Work item — Please reproduce the whole listing without altering anything.

------------------------------------

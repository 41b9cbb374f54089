//! Configuration loading

mod app_config;
mod auth_config;

pub use app_config::{AppConfig, LogFormat, LoggingConfig, SecretBackend, SecretsConfig};
pub use auth_config::AuthConfig;
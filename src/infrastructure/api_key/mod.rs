//! API Key infrastructure implementations
//!
//! This module provides secret generation, in-memory storage, rate limiting
//! and the key lifecycle service.

mod generator;
mod rate_limiter;
mod repository;
mod service;

pub use generator::{GeneratedSecret, SecretGenerator, SECRET_BYTES};
pub use rate_limiter::{RateLimitDecision, RateLimiter};
pub use repository::InMemoryApiKeyRepository;
pub use service::{ApiKeyService, IssuedApiKey, SweepReport};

------------------------------------

Exercise output —
repository 41b9cbb374f54089
//! Configuration loading

mod app_config;
mod auth_config;

pub use app_config::{AppConfig, LogFormat, LoggingConfig, SecretBackend, SecretsConfig};
pub use auth_config::AuthConfig;
filename src/infrastructure/api_key/mod.rs
//! API Key infrastructure implementations
//!
//! This module provides secret generation, in-memory storage, rate limiting
//! and the key lifecycle service.

mod generator;
mod rate_limiter;
mod repository;
mod service;

pub use generator::{GeneratedSecret, SecretGenerator, SECRET_BYTES};
pub use rate_limiter::{RateLimitDecision, RateLimiter};
pub use repository::InMemoryApiKeyRepository;
pub use service::{ApiKeyService, IssuedApiKey, SweepReport};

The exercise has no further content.